Since most sources of outdoor air pollution are beyond the control of individuals, we must call on our city mayors and other local leaders to push for change and commit to tackling air pollution head on.
Local and national governments need to introduce policies and make investments that support cleaner transport, energy-efficient housing, power generation, industry and better municipal waste management.
But we can also lead change at community and individual level. This can include commitments to cycle or take public transport to work, when safe routes are available; to recycle waste or compost; or conserve water and energy at home and in the office. Strategies such as “pedibus” initiatives can encourage children to walk to school safely, and the creation of urban gardens can provide both healthy foods and venues for social interaction and physical activity.
Many of these measures to improve environmental health also help people to be more physically active and eat a healthier diet, so reducing obesity and diseases like diabetes and heart disease.
We know that when cities take action to reduce air pollution, they can achieve dramatic progress. Almost half of all cities monitoring air pollution in high-income countries reduced air pollution levels by 5% between 2008 and 2013.
But we must move faster and with more urgency, particularly in low- and middle-income countries where progress on air pollution has not been so encouraging and the air quality is getting worse.
We need to ensure that people know about the levels of air pollution in their city and that they understand its deadly impact on their health. This is the most effective way to trigger action.

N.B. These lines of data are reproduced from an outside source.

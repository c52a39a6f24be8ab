//! Per-event sample values and batched outputs.

use indexmap::IndexMap;
use ndarray::{Array1, Array2, ArrayD};

/// Paired sparse tensor: voxel coordinates and their parallel feature rows.
///
/// Rows are kept in lockstep under any reordering; `coordinates` has shape
/// `(n, dim)` and `features` shape `(n, f)`.
#[derive(Clone, Debug)]
pub struct SparsePoints {
    /// Voxel-grid coordinates, one row per voxel.
    pub coordinates: Array2<f64>,
    /// Feature rows parallel to `coordinates`.
    pub features: Array2<f64>,
}

impl SparsePoints {
    /// Bundle a coordinate block with its parallel features.
    pub fn new(coordinates: Array2<f64>, features: Array2<f64>) -> Self {
        Self {
            coordinates,
            features,
        }
    }
}

/// One parser output value for a single event.
///
/// The variant determines the batching strategy; all events in a batch must
/// agree on the variant per key.
#[derive(Clone, Debug)]
pub enum SampleValue {
    /// Sparse `(coordinates, features)` pair, batched into one
    /// `(total_voxels, 1 + dim + f)` tensor with volume splitting applied
    /// when configured.
    Sparse(SparsePoints),
    /// One scalar label per row; batched as `(event_id, value)` columns.
    Scalars(Array1<f64>),
    /// A 2-D table without coordinate semantics (e.g. a particle graph);
    /// batched with a prepended event-id column.
    Table(Array2<f64>),
    /// Multi-resolution labels, one `(coordinates, features)` pair per
    /// network depth. Batched per depth; volume splitting is deliberately
    /// not applied on this path (deprecated labels predating multi-volume
    /// support).
    MultiScale(Vec<SparsePoints>),
    /// Passed through untouched into an ordered sequence.
    Opaque(serde_json::Value),
}

impl SampleValue {
    /// Stable kind name used in schema mismatch reports.
    pub fn kind(&self) -> &'static str {
        match self {
            SampleValue::Sparse(_) => "sparse",
            SampleValue::Scalars(_) => "scalars",
            SampleValue::Table(_) => "table",
            SampleValue::MultiScale(_) => "multi_scale",
            SampleValue::Opaque(_) => "opaque",
        }
    }
}

/// One event's parser output: key → value, in parser key order.
pub type EventSample = IndexMap<String, SampleValue>;

/// One event's dense parser output: key → fixed-shape array.
pub type DenseEventSample = IndexMap<String, ArrayD<f64>>;

/// Batched value for one key.
#[derive(Clone, Debug)]
pub enum BatchedValue {
    /// One combined 2-D tensor. For sparse keys the columns are
    /// `(virtual_batch_id, coordinates.., features..)`; for label keys the
    /// leading column is the event id.
    Tensor(Array2<f64>),
    /// One batched tensor per network depth, outermost index = depth.
    MultiScale(Vec<Array2<f64>>),
    /// Values collected into a plain ordered sequence, one per event.
    Opaque(Vec<serde_json::Value>),
}

impl BatchedValue {
    /// The combined tensor, if this key batched into one.
    pub fn as_tensor(&self) -> Option<&Array2<f64>> {
        match self {
            BatchedValue::Tensor(tensor) => Some(tensor),
            _ => None,
        }
    }
}

/// Batched output for the downstream network: key → batched value, key
/// order preserved from the first event.
pub type CollatedBatch = IndexMap<String, BatchedValue>;

/// Batched dense output: key → array with a leading event axis.
pub type DenseBatch = IndexMap<String, ArrayD<f64>>;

WHO has joined forces with United Nations Environment and the Climate & Clean Air Coalition on the BreatheLife campaign to give citizens access to this information and to mobilize cities to work together to achieve safe air quality levels by 2030. Almost 40 cities, including London, Oslo, Santiago, Seoul, Singapore and San Antonio, have joined BreatheLife and we are continuously expanding this network.
In October this year, WHO is hosting the first global conference on air pollution and health in Geneva. We will bring together government ministers, city mayors, health professionals, academics, activists and researchers to share knowledge and mobilize action for cleaner air and better health globally.
We all need to work together to make our cities healthier – and happier – places to live.